Doch damit ist nicht alles erklärt. Citys Stärke war schließlich stets die Tiefe im Kader. Haaland war schon immer zum Saisonauftakt am effizientesten. Die Anklagen gegen City erhob die Premier League schon im Februar 2023, sie waren auch dann nur die neueste Schlacht in einem andauernden Krieg um Citys umstrittenes Geschäftsmodell. Mit einem Cocktail aus Wagenburgmentalität und Opferrolle konnte das Guardiola bisher sehr gut abmoderieren. Gleichzeitig schaffte er es jederzeit, seine Fußballer abzuschirmen und die Dominanz auf dem Platz immer weiter fortzusetzen.
Warum also jetzt? Und wie kommt man nun aus der Situation raus? Dafür muss der Trainer Antworten liefern, und zwar schon in dieser Woche. Nach dem Feyenoord-Spiel steht am Sonntag schließlich ein Besuch in Anfield beim Tabellenführer FC Liverpool an. Sollte man dort verlieren, würde der Rückstand auf Platz eins auf elf Punkte wachsen. Wie Guardiola auch selbst zugab, könnte man die Hoffnungen auf einen siebten Titel in acht Jahren dann langsam begraben.

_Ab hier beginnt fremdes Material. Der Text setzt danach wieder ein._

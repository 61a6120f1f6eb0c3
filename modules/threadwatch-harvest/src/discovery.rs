use std::collections::HashSet;

use threadwatch_browser::{BrowserSession, ContextId};
use threadwatch_common::{HarvestConfig, Query, StatusLink};
use tokio::time::Instant;
use tracing::{debug, info, warn};

use crate::extract::{extract_status_href, POST_SELECTOR};
use crate::StopReason;

/// Unique thread links found for one query, in discovery order.
#[derive(Debug)]
pub struct Discovery {
    pub links: Vec<StatusLink>,
    pub stop: StopReason,
    pub rounds: usize,
}

/// Scroll the open search results and collect unique status links until
/// `config.discovery_target()` links are known or the discovery budget runs out.
pub async fn discover_links(
    session: &dyn BrowserSession,
    config: &HarvestConfig,
    query: &Query,
) -> Discovery {
    let target = config.discovery_target();
    let started = Instant::now();
    let deadline = started + config.discovery_budget;

    let mut links = Vec::new();
    let mut seen = HashSet::new();
    let mut rounds = 0;

    let scan = scan_results(session, config, target, &mut links, &mut seen, &mut rounds);
    let stop = tokio::time::timeout_at(deadline, scan)
        .await
        .unwrap_or(StopReason::DeadlineExceeded);

    info!(
        query = %query,
        links = links.len(),
        rounds,
        ?stop,
        elapsed_ms = started.elapsed().as_millis() as u64,
        "Link discovery finished"
    );
    Discovery { links, stop, rounds }
}

async fn scan_results(
    session: &dyn BrowserSession,
    config: &HarvestConfig,
    target: usize,
    links: &mut Vec<StatusLink>,
    seen: &mut HashSet<StatusLink>,
    rounds: &mut usize,
) -> StopReason {
    let ctx = ContextId::PRIMARY;
    loop {
        if links.len() >= target {
            return StopReason::TargetReached;
        }
        *rounds += 1;

        match session.query_all(ctx, POST_SELECTOR).await {
            Ok(handles) => {
                for handle in handles {
                    if links.len() >= target {
                        break;
                    }
                    let html = match session.element_html(&handle).await {
                        Ok(html) => html,
                        Err(e) => {
                            warn!(index = handle.index, error = %e, "Skipping unreadable result");
                            continue;
                        }
                    };
                    let Some(link) = extract_status_href(&html)
                        .and_then(|href| StatusLink::canonicalize(&href, &config.base_url))
                    else {
                        debug!(index = handle.index, "Result without a status link");
                        continue;
                    };
                    if seen.insert(link.clone()) {
                        links.push(link);
                    }
                }
            }
            Err(e) => warn!(error = %e, "Result query failed"),
        }

        if links.len() >= target {
            return StopReason::TargetReached;
        }
        if let Err(e) = session.scroll_by_viewport(ctx).await {
            warn!(error = %e, "Scroll failed");
        }
        tokio::time::sleep(config.scroll_pause).await;
    }
}

#[cfg(test)]
mod tests {
    use super::*;
    use std::time::Duration;
    use threadwatch_browser::testing::{MockPage, MockSession};

    const SEARCH: &str = "https://x.com/search";

    fn result(user: &str, id: u64) -> String {
        format!(
            r#"<article data-testid="tweet"><a href="/{user}">{user}</a><a href="/{user}/status/{id}"><time datetime="2024-01-01T00:00:00Z">t</time></a></article>"#
        )
    }

    async fn session_with(frames: Vec<Vec<String>>) -> MockSession {
        let session = MockSession::new()
            .on_page(SEARCH, MockPage::new().with_frames(POST_SELECTOR, frames));
        session
            .navigate(ContextId::PRIMARY, SEARCH, Duration::from_secs(1))
            .await
            .unwrap();
        session
    }

    #[tokio::test(start_paused = true)]
    async fn deduplicates_across_scrolls() {
        let session = session_with(vec![
            vec![result("a", 1), result("b", 2)],
            vec![result("b", 2), result("c", 3)],
            vec![result("c", 3), result("a", 1)],
        ])
        .await;
        let config = HarvestConfig {
            links_per_query: 3,
            ..HarvestConfig::default()
        };

        let found = discover_links(&session, &config, &Query::new("q", "pt")).await;
        assert_eq!(found.stop, StopReason::TargetReached);
        let ids: Vec<_> = found.links.iter().filter_map(|l| l.status_id()).collect();
        assert_eq!(ids, vec!["1", "2", "3"]);
    }

    #[tokio::test(start_paused = true)]
    async fn never_exceeds_target() {
        let session = session_with(vec![(1..=20).map(|i| result("u", i)).collect()]).await;
        let config = HarvestConfig {
            links_per_query: 5,
            ..HarvestConfig::default()
        };

        let found = discover_links(&session, &config, &Query::new("q", "pt")).await;
        assert_eq!(found.links.len(), 5);
        assert_eq!(found.rounds, 1);
    }

    #[tokio::test(start_paused = true)]
    async fn cap_applies_over_larger_request() {
        let session = session_with(vec![(1..=250).map(|i| result("u", i)).collect()]).await;
        let config = HarvestConfig::default();

        let found = discover_links(&session, &config, &Query::new("q", "pt")).await;
        assert_eq!(found.links.len(), 200);
    }

    #[tokio::test(start_paused = true)]
    async fn stops_at_discovery_budget() {
        let session = session_with(vec![vec![result("a", 1)]]).await;
        let config = HarvestConfig::default();
        let started = Instant::now();

        let found = discover_links(&session, &config, &Query::new("q", "pt")).await;
        assert_eq!(found.stop, StopReason::DeadlineExceeded);
        assert_eq!(found.links.len(), 1);
        assert!(started.elapsed() <= Duration::from_secs(90));
        assert!(found.rounds > 1);
    }

    #[tokio::test(start_paused = true)]
    async fn unreadable_elements_are_skipped() {
        let broken = result("x", 9);
        let session = MockSession::new()
            .on_page(
                SEARCH,
                MockPage::new().with_elements(
                    POST_SELECTOR,
                    vec![broken.clone(), "<article>no link</article>".into(), result("y", 10)],
                ),
            )
            .broken_element(&broken);
        session
            .navigate(ContextId::PRIMARY, SEARCH, Duration::from_secs(1))
            .await
            .unwrap();
        let config = HarvestConfig {
            links_per_query: 1,
            ..HarvestConfig::default()
        };

        let found = discover_links(&session, &config, &Query::new("q", "pt")).await;
        assert_eq!(found.links.len(), 1);
        assert_eq!(found.links[0].status_id(), Some("10"));
    }
}
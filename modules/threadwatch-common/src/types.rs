use std::sync::LazyLock;

use chrono::{DateTime, Utc};
use regex::Regex;
use serde::{Deserialize, Serialize};
use uuid::Uuid;

static STATUS_ID_RE: LazyLock<Regex> =
    LazyLock::new(|| Regex::new(r"/status/(\d+)").expect("valid regex"));

// --- Query ---

/// One configured search: free-text terms plus a language filter.
#[derive(Debug, Clone, PartialEq, Eq, Serialize, Deserialize)]
pub struct Query {
    pub terms: String,
    pub language: String,
}

impl Query {
    pub fn new(terms: impl Into<String>, language: impl Into<String>) -> Self {
        Self {
            terms: terms.into(),
            language: language.into(),
        }
    }

    /// The string typed into the site search box, e.g. `Lula ONU lang:pt`.
    pub fn search_text(&self) -> String {
        if self.language.is_empty() {
            self.terms.clone()
        } else {
            format!("{} lang:{}", self.terms, self.language)
        }
    }
}

impl std::fmt::Display for Query {
    fn fmt(&self, f: &mut std::fmt::Formatter<'_>) -> std::fmt::Result {
        write!(f, "{}", self.search_text())
    }
}

// --- StatusLink ---

/// Canonical URL of a thread root (`https://x.com/<user>/status/<id>`).
#[derive(Debug, Clone, PartialEq, Eq, Hash, Serialize, Deserialize)]
pub struct StatusLink(String);

impl StatusLink {
    /// Resolve `href` against `base_url` and cut everything after the numeric
    /// status segment. Returns `None` when the href is not a status link.
    pub fn canonicalize(href: &str, base_url: &str) -> Option<Self> {
        let resolved = if href.starts_with("http://") || href.starts_with("https://") {
            url::Url::parse(href).ok()?
        } else {
            url::Url::parse(base_url).ok()?.join(href).ok()?
        };

        let path = resolved.path();
        let caps = STATUS_ID_RE.captures(path)?;
        let end = caps.get(0)?.end();

        let mut canonical = resolved.clone();
        canonical.set_path(&path[..end]);
        canonical.set_query(None);
        canonical.set_fragment(None);
        Some(Self(canonical.to_string()))
    }

    pub fn as_str(&self) -> &str {
        &self.0
    }

    /// Numeric id of the thread root.
    pub fn status_id(&self) -> Option<&str> {
        status_id_from_path(&self.0)
    }
}

impl std::fmt::Display for StatusLink {
    fn fmt(&self, f: &mut std::fmt::Formatter<'_>) -> std::fmt::Result {
        f.write_str(&self.0)
    }
}

/// Numeric status id parsed from any URL or path containing `/status/<digits>`.
pub fn status_id_from_path(path: &str) -> Option<&str> {
    STATUS_ID_RE
        .captures(path)
        .and_then(|c| c.get(1))
        .map(|m| m.as_str())
}

// --- Posts and conversations ---

/// One rendered post, extracted best-effort from the page.
#[derive(Debug, Clone, PartialEq, Serialize, Deserialize)]
pub struct PostRecord {
    pub id: Option<String>,
    pub href: Option<String>,
    pub author_handle: Option<String>,
    pub display_name: Option<String>,
    pub body_text: String,
    pub published_at: Option<DateTime<Utc>>,
}

/// Posts collected for one thread, in traversal order.
#[derive(Debug, Clone, PartialEq, Serialize, Deserialize)]
pub struct ConversationRecord {
    pub link: StatusLink,
    pub posts: Vec<PostRecord>,
}

impl ConversationRecord {
    pub fn new(link: StatusLink) -> Self {
        Self {
            link,
            posts: Vec::new(),
        }
    }

    pub fn len(&self) -> usize {
        self.posts.len()
    }

    pub fn is_empty(&self) -> bool {
        self.posts.is_empty()
    }

    pub fn contains_id(&self, id: &str) -> bool {
        self.posts.iter().any(|p| p.id.as_deref() == Some(id))
    }

    /// Append a post unless it has no id or its id is already present.
    /// Returns whether the post was added.
    pub fn push_unique(&mut self, post: PostRecord) -> bool {
        let Some(id) = post.id.as_deref() else {
            return false;
        };
        if self.contains_id(id) {
            return false;
        }
        self.posts.push(post);
        true
    }

    /// Earliest-timestamped post; the first post when none carry a timestamp.
    /// Ties keep traversal order.
    pub fn root(&self) -> Option<&PostRecord> {
        self.posts
            .iter()
            .filter(|p| p.published_at.is_some())
            .min_by_key(|p| p.published_at)
            .or_else(|| self.posts.first())
    }

    /// JSON text form stored in the `conversation` column.
    pub fn to_json_text(&self) -> String {
        serde_json::to_string(&self.posts).unwrap_or_else(|_| "[]".to_string())
    }
}

// --- Matches ---

/// A reply flagged by the match detector, joined with its thread root.
#[derive(Debug, Clone, Serialize, Deserialize)]
pub struct MatchRecord {
    pub id: Uuid,
    pub query: String,
    pub root_tweet_id: Option<String>,
    pub root_user: Option<String>,
    pub root_text: Option<String>,
    pub root_time: Option<DateTime<Utc>>,
    pub grok_tweet_id: Option<String>,
    pub grok_user: Option<String>,
    pub grok_displayname: Option<String>,
    pub grok_text: String,
    pub grok_time: Option<DateTime<Utc>>,
    pub conversation: ConversationRecord,
}

impl MatchRecord {
    pub fn new(query: &Query, conversation: &ConversationRecord, hit: &PostRecord) -> Self {
        let root = conversation.root();
        Self {
            id: Uuid::new_v4(),
            query: query.search_text(),
            root_tweet_id: root.and_then(|r| r.id.clone()),
            root_user: root.and_then(|r| r.author_handle.clone()),
            root_text: root.map(|r| r.body_text.clone()),
            root_time: root.and_then(|r| r.published_at),
            grok_tweet_id: hit.id.clone(),
            grok_user: hit.author_handle.clone(),
            grok_displayname: hit.display_name.clone(),
            grok_text: hit.body_text.clone(),
            grok_time: hit.published_at,
            conversation: conversation.clone(),
        }
    }
}

// --- Survey ---

/// Ordinal score for one reply line. `Unmapped` keeps the position of a line
/// that matched no vocabulary entry.
#[derive(Debug, Clone, Copy, PartialEq, Eq, Serialize, Deserialize)]
#[serde(from = "Option<i8>", into = "Option<i8>")]
pub enum Score {
    Value(i8),
    Unmapped,
}

impl Score {
    pub fn value(self) -> Option<i8> {
        match self {
            Score::Value(v) => Some(v),
            Score::Unmapped => None,
        }
    }
}

impl From<Option<i8>> for Score {
    fn from(v: Option<i8>) -> Self {
        v.map(Score::Value).unwrap_or(Score::Unmapped)
    }
}

impl From<Score> for Option<i8> {
    fn from(s: Score) -> Self {
        s.value()
    }
}

/// Result of one survey run. `parsed_lines` and `mapped_scores` have equal length.
#[derive(Debug, Clone, Serialize, Deserialize)]
pub struct MappedResponse {
    pub id: Uuid,
    pub timestamp: DateTime<Utc>,
    pub persona: Option<String>,
    pub prompt: String,
    pub raw_response: String,
    pub parsed_lines: Vec<String>,
    pub mapped_scores: Vec<Score>,
}
//! The harvest run: queries in order, links in discovery order, one thread
//! at a time. Final persistence and browser teardown happen on every exit
//! path, including interrupts and panics inside the run.

use std::future::Future;
use std::panic::AssertUnwindSafe;
use std::sync::Arc;

use futures::FutureExt;
use threadwatch_browser::BrowserSession;
use threadwatch_common::{HarvestConfig, HarvestError, MatchRecord, Query, SessionGate};
use tracing::{error, info, warn};

use crate::checkpoint::{CheckpointOutcome, FinalReport, ResultsStore};
use crate::detect::MatchDetector;
use crate::discovery::discover_links;
use crate::login::prepare_session;
use crate::search::open_search;
use crate::stats::HarvestStats;
use crate::traversal::traverse_thread;

/// How the run ended.
#[derive(Debug, Clone, PartialEq, Eq)]
pub enum RunOutcome {
    Completed,
    Interrupted,
    Failed(String),
}

#[derive(Debug)]
pub struct HarvestReport {
    pub outcome: RunOutcome,
    pub stats: HarvestStats,
    pub results: Vec<MatchRecord>,
    pub final_files: FinalReport,
}

pub struct Harvester {
    session: Arc<dyn BrowserSession>,
    config: Arc<HarvestConfig>,
    detector: MatchDetector,
}

impl Harvester {
    pub fn new(session: Arc<dyn BrowserSession>, config: Arc<HarvestConfig>) -> Self {
        let detector = MatchDetector::new(&config.target_marker);
        Self {
            session,
            config,
            detector,
        }
    }

    /// Run with the configured Parquet/CSV writers.
    pub async fn run(
        &self,
        gate: &mut SessionGate,
        shutdown: impl Future<Output = ()>,
    ) -> HarvestReport {
        self.run_with_store(ResultsStore::from_config(&self.config), gate, shutdown)
            .await
    }

    /// Run until every query is processed, the run fails, or `shutdown`
    /// resolves. Then write the final files and close the browser.
    pub async fn run_with_store(
        &self,
        mut store: ResultsStore,
        gate: &mut SessionGate,
        shutdown: impl Future<Output = ()>,
    ) -> HarvestReport {
        let mut stats = HarvestStats::default();
        let mut panic = None;

        let outcome = {
            let work = AssertUnwindSafe(self.harvest(gate, &mut store, &mut stats)).catch_unwind();
            tokio::select! {
                result = work => match result {
                    Ok(Ok(())) => RunOutcome::Completed,
                    Ok(Err(e)) => {
                        error!(error = %e, "Harvest aborted");
                        RunOutcome::Failed(e.to_string())
                    }
                    Err(payload) => {
                        error!("Harvest panicked");
                        panic = Some(payload);
                        RunOutcome::Failed("panic".to_string())
                    }
                },
                _ = shutdown => {
                    warn!("Interrupted; writing what was collected");
                    RunOutcome::Interrupted
                }
            }
        };

        let results = store.results().to_vec();
        let final_files = store.finalize(chrono::Utc::now().timestamp());

        if let Err(e) = self.session.shutdown().await {
            warn!(error = %e, "Browser shutdown failed");
        }

        if let Some(payload) = panic {
            std::panic::resume_unwind(payload);
        }

        info!(?outcome, matches = results.len(), "Harvest finished");
        HarvestReport {
            outcome,
            stats,
            results,
            final_files,
        }
    }

    async fn harvest(
        &self,
        gate: &mut SessionGate,
        store: &mut ResultsStore,
        stats: &mut HarvestStats,
    ) -> Result<(), HarvestError> {
        let session = self.session.as_ref();
        prepare_session(session, &self.config, gate).await?;

        for query in &self.config.queries {
            self.run_query(query, store, stats).await;
            tokio::time::sleep(self.config.query_pause).await;
        }
        Ok(())
    }

    async fn run_query(&self, query: &Query, store: &mut ResultsStore, stats: &mut HarvestStats) {
        let session = self.session.as_ref();
        info!(query = %query, "Query started");

        if let Err(e) = open_search(session, &self.config, query).await {
            warn!(query = %query, error = %e, "Skipping query");
            stats.queries_skipped += 1;
            return;
        }
        stats.queries_run += 1;

        let discovery = discover_links(session, &self.config, query).await;
        stats.links_discovered += discovery.links.len() as u32;

        let before = store.len();
        for link in &discovery.links {
            let traversal = traverse_thread(session, &self.config, link).await;
            let conversation = traversal.conversation;
            if conversation.is_empty() {
                stats.threads_empty += 1;
                continue;
            }
            stats.threads_collected += 1;
            stats.posts_seen += conversation.len() as u32;

            let matches: Vec<MatchRecord> = self
                .detector
                .detect(&conversation)
                .into_iter()
                .map(|hit| MatchRecord::new(query, &conversation, hit))
                .collect();
            let added = store.extend(matches);
            if added > 0 {
                stats.matches += added as u32;
                info!(link = %link, added, total = store.len(), "Matches found");
            }

            match store.checkpoint_if_due(added) {
                CheckpointOutcome::Written(_) => stats.checkpoints_written += 1,
                CheckpointOutcome::Failed => stats.checkpoints_failed += 1,
                CheckpointOutcome::NotDue => {}
            }
        }

        info!(
            query = %query,
            links = discovery.links.len(),
            matches = store.len() - before,
            "Query finished"
        );
    }
}
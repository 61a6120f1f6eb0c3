pub mod config;
pub mod error;
pub mod gate;
pub mod tabular;
pub mod types;

pub use config::{BrowserSettings, Credentials, HarvestConfig, LoginWait, SurveyConfig};
pub use error::{ExtractionFailure, HarvestError};
pub use gate::{await_login_wall, GateTrigger, SessionGate};
pub use tabular::{CsvTableWriter, ParquetTableWriter, Table, TableWriter, TabularRecord};
pub use types::*;
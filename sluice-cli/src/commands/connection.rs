//! Connection command handlers
//!
//! Previews and connectivity tests against connections defined in a local
//! connections file.

use anyhow::Result;
use colored::*;
use serde_json::Value;
use sluice_core::dto::preview::{PreviewRequest, PreviewResponse};
use sluice_engine::ConnectionInspector;
use std::path::Path;
use uuid::Uuid;

use crate::commands::session;
use crate::config::Config;
use crate::id_resolver::{ConnectionSelector, resolve_connection_id};
use crate::workspace;

/// Widest cell printed in the preview table
const MAX_CELL_WIDTH: usize = 32;

pub async fn preview(
    config: &Config,
    connections_path: &Path,
    connection: &str,
    query: Option<String>,
    limit: Option<u64>,
) -> Result<()> {
    let (inspector, id) = inspector(config, connections_path, connection)?;

    let preview = inspector
        .preview(id, &PreviewRequest { query, limit })
        .await?;

    println!(
        "{}",
        format!(
            "{} row(s) from {} connection {}:",
            preview.count, preview.data_source_type, id
        )
        .bold()
    );
    println!();

    if preview.data.is_empty() {
        println!("{}", "No rows returned.".yellow());
    } else {
        print_table(&preview);
    }

    Ok(())
}

pub async fn test(config: &Config, connections_path: &Path, connection: &str) -> Result<()> {
    let (inspector, id) = inspector(config, connections_path, connection)?;

    let result = inspector.test(id).await?;
    if result.success {
        println!("{} {}", "✓".green(), result.message);
    } else {
        println!("{} {}", "✗".red(), result.message.red());
    }

    Ok(())
}

/// Inspector over the connections file and the id `connection` names
fn inspector(
    config: &Config,
    connections_path: &Path,
    connection: &str,
) -> Result<(ConnectionInspector, Uuid)> {
    let entries = workspace::load_connections(connections_path)?;
    let id = resolve_connection_id(&entries, &ConnectionSelector::parse(connection))?;
    let (resolver, adapters) = session(config, &entries)?;

    Ok((ConnectionInspector::new(resolver, adapters, &config.engine), id))
}

fn print_table(preview: &PreviewResponse) {
    let header: Vec<String> = preview
        .columns
        .iter()
        .map(|c| format!("{} ({})", c.name, c.column_type))
        .collect();
    println!("  {}", header.join(" │ ").bold());
    println!("  {}", "─".repeat(header.join(" │ ").chars().count()).dimmed());

    for row in &preview.data {
        let cells: Vec<String> = preview
            .columns
            .iter()
            .map(|c| truncate(&display(row.get(&c.name))))
            .collect();
        println!("  {}", cells.join(" │ "));
    }
}

fn display(value: Option<&Value>) -> String {
    match value {
        None | Some(Value::Null) => "null".to_string(),
        Some(Value::String(s)) => s.clone(),
        Some(other) => other.to_string(),
    }
}

fn truncate(text: &str) -> String {
    if text.chars().count() <= MAX_CELL_WIDTH {
        text.to_string()
    } else {
        let head: String = text.chars().take(MAX_CELL_WIDTH - 1).collect();
        format!("{head}…")
    }
}
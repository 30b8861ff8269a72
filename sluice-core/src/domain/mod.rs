//! Core domain types
//!
//! This module contains the core domain structures used across Sluice crates.
//! These types are shared between the orchestrator (for persistence), the CLI
//! and the execution engine.

pub mod connection;
pub mod execution;
pub mod node;
pub mod outcome;
pub mod pipeline;
pub mod record;
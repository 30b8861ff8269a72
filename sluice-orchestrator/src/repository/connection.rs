//! Connection Repository
//!
//! Connections are stored with their config already encrypted.

use chrono::{DateTime, Utc};
use sluice_core::domain::connection::{Connection, ConnectionStatus, ConnectionType};
use sqlx::PgPool;
use uuid::Uuid;

/// Insert a new connection
pub async fn create(
    pool: &PgPool,
    name: &str,
    connection_type: ConnectionType,
    encrypted_config: String,
) -> Result<Connection, sqlx::Error> {
    let connection = Connection {
        id: Uuid::new_v4(),
        name: name.to_string(),
        connection_type,
        encrypted_config,
        status: ConnectionStatus::Active,
        last_tested_at: None,
        last_test_status: None,
    };

    sqlx::query(
        r#"
        INSERT INTO connections (id, name, type, encrypted_config, status, created_at)
        VALUES ($1, $2, $3, $4, $5, $6)
        "#,
    )
    .bind(connection.id)
    .bind(&connection.name)
    .bind(connection.connection_type.as_str())
    .bind(&connection.encrypted_config)
    .bind(connection.status.as_str())
    .bind(Utc::now())
    .execute(pool)
    .await?;

    Ok(connection)
}

/// Find a connection by ID
pub async fn find_by_id(pool: &PgPool, id: Uuid) -> Result<Option<Connection>, sqlx::Error> {
    let row = sqlx::query_as::<_, ConnectionRow>(
        r#"
        SELECT id, name, type, encrypted_config, status, last_tested_at, last_test_status
        FROM connections
        WHERE id = $1
        "#,
    )
    .bind(id)
    .fetch_optional(pool)
    .await?;

    row.map(Connection::try_from).transpose()
}

/// List all connections
pub async fn list_all(pool: &PgPool) -> Result<Vec<Connection>, sqlx::Error> {
    let rows = sqlx::query_as::<_, ConnectionRow>(
        r#"
        SELECT id, name, type, encrypted_config, status, last_tested_at, last_test_status
        FROM connections
        ORDER BY created_at DESC
        "#,
    )
    .fetch_all(pool)
    .await?;

    rows.into_iter().map(Connection::try_from).collect()
}

/// Store the outcome of a connectivity test
pub async fn record_test(
    pool: &PgPool,
    id: Uuid,
    at: DateTime<Utc>,
    test_status: &str,
    status: ConnectionStatus,
) -> Result<bool, sqlx::Error> {
    let result = sqlx::query(
        r#"
        UPDATE connections
        SET last_tested_at = $1, last_test_status = $2, status = $3
        WHERE id = $4
        "#,
    )
    .bind(at)
    .bind(test_status)
    .bind(status.as_str())
    .bind(id)
    .execute(pool)
    .await?;

    Ok(result.rows_affected() > 0)
}

/// Delete a connection by ID
pub async fn delete(pool: &PgPool, id: Uuid) -> Result<bool, sqlx::Error> {
    let result = sqlx::query("DELETE FROM connections WHERE id = $1")
        .bind(id)
        .execute(pool)
        .await?;

    Ok(result.rows_affected() > 0)
}

// =============================================================================
// Database Row Types
// =============================================================================

#[derive(sqlx::FromRow)]
struct ConnectionRow {
    id: Uuid,
    name: String,
    #[sqlx(rename = "type")]
    connection_type: String,
    encrypted_config: String,
    status: String,
    last_tested_at: Option<DateTime<Utc>>,
    last_test_status: Option<String>,
}

impl TryFrom<ConnectionRow> for Connection {
    type Error = sqlx::Error;

    fn try_from(row: ConnectionRow) -> Result<Self, Self::Error> {
        let connection_type = ConnectionType::parse(&row.connection_type).ok_or_else(|| {
            sqlx::Error::Decode(format!("unknown connection type '{}'", row.connection_type).into())
        })?;

        Ok(Connection {
            id: row.id,
            name: row.name,
            connection_type,
            encrypted_config: row.encrypted_config,
            status: ConnectionStatus::parse(&row.status).unwrap_or_default(),
            last_tested_at: row.last_tested_at,
            last_test_status: row.last_test_status,
        })
    }
}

Unter Guardiola musste City bereits öfter eine erhebliche Aufholjagd im Titelrennen hinlegen. Im Triple-Jahr 2023 lag man zwischenzeitlich acht Punkte hinter Arsenal. Sowohl 2019 als auch 2021 betrug der Rückstand auf Liverpool zwischenzeitlich jeweils sieben Punkte. Meister wurden sie trotzdem - oft auch souverän. Doch elf Punkte hat man noch nie aufgeholt. Auch das wäre etwas ganz Neues.